By Ashleigh Bones     Apr 4, 2016 in Health
Members of a Johns Hopkins Medicine team have performed a landmark surgery, successfully transplanting a kidney and liver from an HIV-positive donor to two HIV-positive recipients.
How do we give HIV-infected patients an opportunity to a longer life? The surgeons at Johns Hopkins University Medical Center have found a way. For the first time in the U.S., surgeons have transplanted a kidney and liver from a dead donor who was HIV-positive, and put them into two HIV-positive recipients.
With roughly 122,000 people on the transplant waiting list in the country at any given time, this advancement in medical history will now give doctors the chance to utilize organs of 1,000 additional donors a year.
“This is an unbelievably exciting day for our hospital and our team, but more importantly for patients living with both HIV and end-stage organ disease. For these individuals, this could mean a new chance at life,” says Dr. Dorry L. Segev, lead surgeon and professor of surgery at the Johns Hopkins University School of Medicine.
Segev and his team are working to ensure that their patients stay as healthy as possible. Out of the two that underwent surgery, the patient that received the kidney, 30 years after contracting HIV, is already home, while the other patient that received the liver after being HIV-positive for 25 years, remains in the hospital, but is “functioning extremely well,” according to Dr. Christine Durand, an infectious disease specialist at Johns Hopkins.
The team at John Hopkins hoped to follow through with the surgery six years ago after realizing the amount of people that were dying while waiting for an organ donor. However, they were forbidden from acting on the plans, as back in 1988, the National Organ Transplant Act (NOTA) made it illegal for HIV patients to donate organs.

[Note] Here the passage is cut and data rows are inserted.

//! Persisted record types
//!
//! Field names match the JSON artifacts consumed by the search index, so the
//! acronym fields (`s3URI`, `keyframeURL`) are renamed explicitly.

use crate::error::{PipelineError, Result};
use chrono::Utc;
use serde::{Deserialize, Serialize};
use std::collections::HashSet;

/// Modality a segment vector was computed under.
#[derive(Debug, Clone, Copy, PartialEq, Eq, Hash, Serialize, Deserialize)]
#[serde(rename_all = "kebab-case")]
pub enum EmbeddingOption {
    VisualImage,
    VisualText,
    Audio,
}

impl EmbeddingOption {
    pub const ALL: [EmbeddingOption; 3] = [
        EmbeddingOption::VisualImage,
        EmbeddingOption::VisualText,
        EmbeddingOption::Audio,
    ];

    pub fn as_str(&self) -> &'static str {
        match self {
            EmbeddingOption::VisualImage => "visual-image",
            EmbeddingOption::VisualText => "visual-text",
            EmbeddingOption::Audio => "audio",
        }
    }
}

#[derive(Debug, Clone, PartialEq, Serialize, Deserialize)]
#[serde(rename_all = "camelCase")]
pub struct VideoEmbeddingSegment {
    pub embedding: Vec<f64>,
    pub embedding_option: EmbeddingOption,
    pub start_sec: f64,
    pub end_sec: f64,
}

impl VideoEmbeddingSegment {
    pub fn new(
        embedding: Vec<f64>,
        embedding_option: EmbeddingOption,
        start_sec: f64,
        end_sec: f64,
    ) -> Result<Self> {
        let segment = Self {
            embedding,
            embedding_option,
            start_sec,
            end_sec,
        };
        segment.validate()?;
        Ok(segment)
    }

    pub fn validate(&self) -> Result<()> {
        if self.embedding.is_empty() {
            return Err(PipelineError::ValidationError(
                "embedding: vector is empty".to_string(),
            ));
        }
        if !self.start_sec.is_finite() || !self.end_sec.is_finite() || self.start_sec < 0.0 {
            return Err(PipelineError::ValidationError(format!(
                "startSec/endSec: invalid offsets {}..{}",
                self.start_sec, self.end_sec
            )));
        }
        if self.start_sec > self.end_sec {
            return Err(PipelineError::ValidationError(format!(
                "startSec {} is after endSec {}",
                self.start_sec, self.end_sec
            )));
        }
        Ok(())
    }
}

#[derive(Debug, Clone, PartialEq, Serialize, Deserialize)]
#[serde(rename_all = "camelCase")]
pub struct VideoEmbeddings {
    pub video_name: String,
    #[serde(rename = "s3URI")]
    pub s3_uri: String,
    #[serde(rename = "keyframeURL")]
    pub keyframe_url: String,
    pub date_created: String,
    pub size_bytes: u64,
    #[serde(default)]
    pub duration_sec: f64,
    pub content_type: String,
    pub embeddings: Vec<VideoEmbeddingSegment>,
}

impl VideoEmbeddings {
    /// Build a record, deriving `durationSec` from the segments.
    pub fn new(
        video_name: impl Into<String>,
        s3_uri: impl Into<String>,
        keyframe_url: impl Into<String>,
        size_bytes: u64,
        content_type: impl Into<String>,
        embeddings: Vec<VideoEmbeddingSegment>,
    ) -> Result<Self> {
        let record = Self {
            video_name: video_name.into(),
            s3_uri: s3_uri.into(),
            keyframe_url: keyframe_url.into(),
            date_created: timestamp_now(),
            size_bytes,
            duration_sec: duration_from_segments(&embeddings),
            content_type: content_type.into(),
            embeddings,
        };
        record.validate()?;
        Ok(record)
    }

    pub fn validate(&self) -> Result<()> {
        require_non_empty("videoName", &self.video_name)?;
        require_non_empty("s3URI", &self.s3_uri)?;
        for segment in &self.embeddings {
            segment.validate()?;
        }
        Ok(())
    }
}

/// End of the last segment, rounded to two decimals.
pub fn duration_from_segments(segments: &[VideoEmbeddingSegment]) -> f64 {
    segments
        .last()
        .map(|s| (s.end_sec * 100.0).round() / 100.0)
        .unwrap_or(0.0)
}

#[derive(Debug, Clone, PartialEq, Serialize, Deserialize)]
#[serde(rename_all = "camelCase")]
pub struct VideoAnalysis {
    pub video_name: String,
    #[serde(rename = "s3URI")]
    pub s3_uri: String,
    pub title: String,
    pub summary: String,
    #[serde(default)]
    pub keywords: Vec<String>,
    pub date_created: String,
}

impl VideoAnalysis {
    pub fn new(
        video_name: impl Into<String>,
        s3_uri: impl Into<String>,
        title: impl Into<String>,
        summary: impl Into<String>,
        keywords: Vec<String>,
    ) -> Result<Self> {
        let record = Self {
            video_name: video_name.into(),
            s3_uri: s3_uri.into(),
            title: title.into(),
            summary: summary.into(),
            keywords: dedup_keywords(keywords),
            date_created: timestamp_now(),
        };
        record.validate()?;
        Ok(record)
    }

    pub fn validate(&self) -> Result<()> {
        require_non_empty("videoName", &self.video_name)?;
        require_non_empty("s3URI", &self.s3_uri)?;
        Ok(())
    }
}

/// Drop blank and repeated keywords, keeping first-seen order.
pub fn dedup_keywords(keywords: Vec<String>) -> Vec<String> {
    let mut seen = HashSet::new();
    keywords
        .into_iter()
        .map(|k| k.trim().to_string())
        .filter(|k| !k.is_empty() && seen.insert(k.clone()))
        .collect()
}

#[derive(Debug, Clone, PartialEq, Serialize, Deserialize)]
#[serde(rename_all = "camelCase")]
pub struct OpenSearchDocument {
    pub video_name: String,
    #[serde(rename = "s3URI")]
    pub s3_uri: String,
    #[serde(rename = "keyframeURL")]
    pub keyframe_url: String,
    pub title: String,
    pub summary: String,
    pub keywords: Vec<String>,
    pub date_created: String,
    pub content_type: String,
    pub size_bytes: u64,
    #[serde(default)]
    pub duration_sec: f64,
    pub embeddings: Vec<VideoEmbeddingSegment>,
}

impl OpenSearchDocument {
    /// Join the two per-video records.
    ///
    /// Storage, keyframe and vector fields come from `embeddings`; identity and
    /// descriptive text come from `analysis`. Both must name the same video.
    pub fn merge(
        embeddings: VideoEmbeddings,
        analysis: VideoAnalysis,
        date_created: String,
    ) -> Result<Self> {
        if embeddings.video_name != analysis.video_name {
            return Err(PipelineError::ValidationError(format!(
                "videoName mismatch: embeddings record is for {}, analysis record is for {}",
                embeddings.video_name, analysis.video_name
            )));
        }

        Ok(Self {
            video_name: analysis.video_name,
            s3_uri: analysis.s3_uri,
            keyframe_url: embeddings.keyframe_url,
            title: analysis.title,
            summary: analysis.summary,
            keywords: analysis.keywords,
            date_created,
            content_type: embeddings.content_type,
            size_bytes: embeddings.size_bytes,
            duration_sec: embeddings.duration_sec,
            embeddings: embeddings.embeddings,
        })
    }
}

/// UTC wall-clock in the `dateCreated` format.
pub fn timestamp_now() -> String {
    Utc::now().format("%Y-%m-%dT%H:%M:%S UTC").to_string()
}

fn require_non_empty(field: &str, value: &str) -> Result<()> {
    if value.trim().is_empty() {
        return Err(PipelineError::ValidationError(format!("{}: must not be empty", field)));
    }
    Ok(())
}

The surgeries were finally made possible following the recent approval of the HIV Organ Policy Equity (HOPE) Act of 2013 by the United Network for Organ Sharing, which lifted NOTA’s ban. For the first time since the AIDS outbreak in the 1980s, advances in antiretroviral drugs have lessened the toll of the symptoms of people suffering from the disease — although, research found that the drugs often causes liver and kidney failure.
Unsurprisingly, the medical team at Johns Hopkins has their hands full, as the waiting list for the transplants have grown tremendously since the success of the experiment. Surgeons have developed techniques and protocols to make sure that the HIV virus doesn’t spread to the medical team, and they’re hoping to continue the surgeries in an effort to save the 500 to 600 HIV-positive patients that need an organ donor.
Although this may seem to only be beneficial to HIV-positive candidates, physicians are hoping that there will be a reduced wait time for all transplant patients. Moreover, this milestone could lead to similar surgeries for patients infected with other diseases, such as hepatitis C.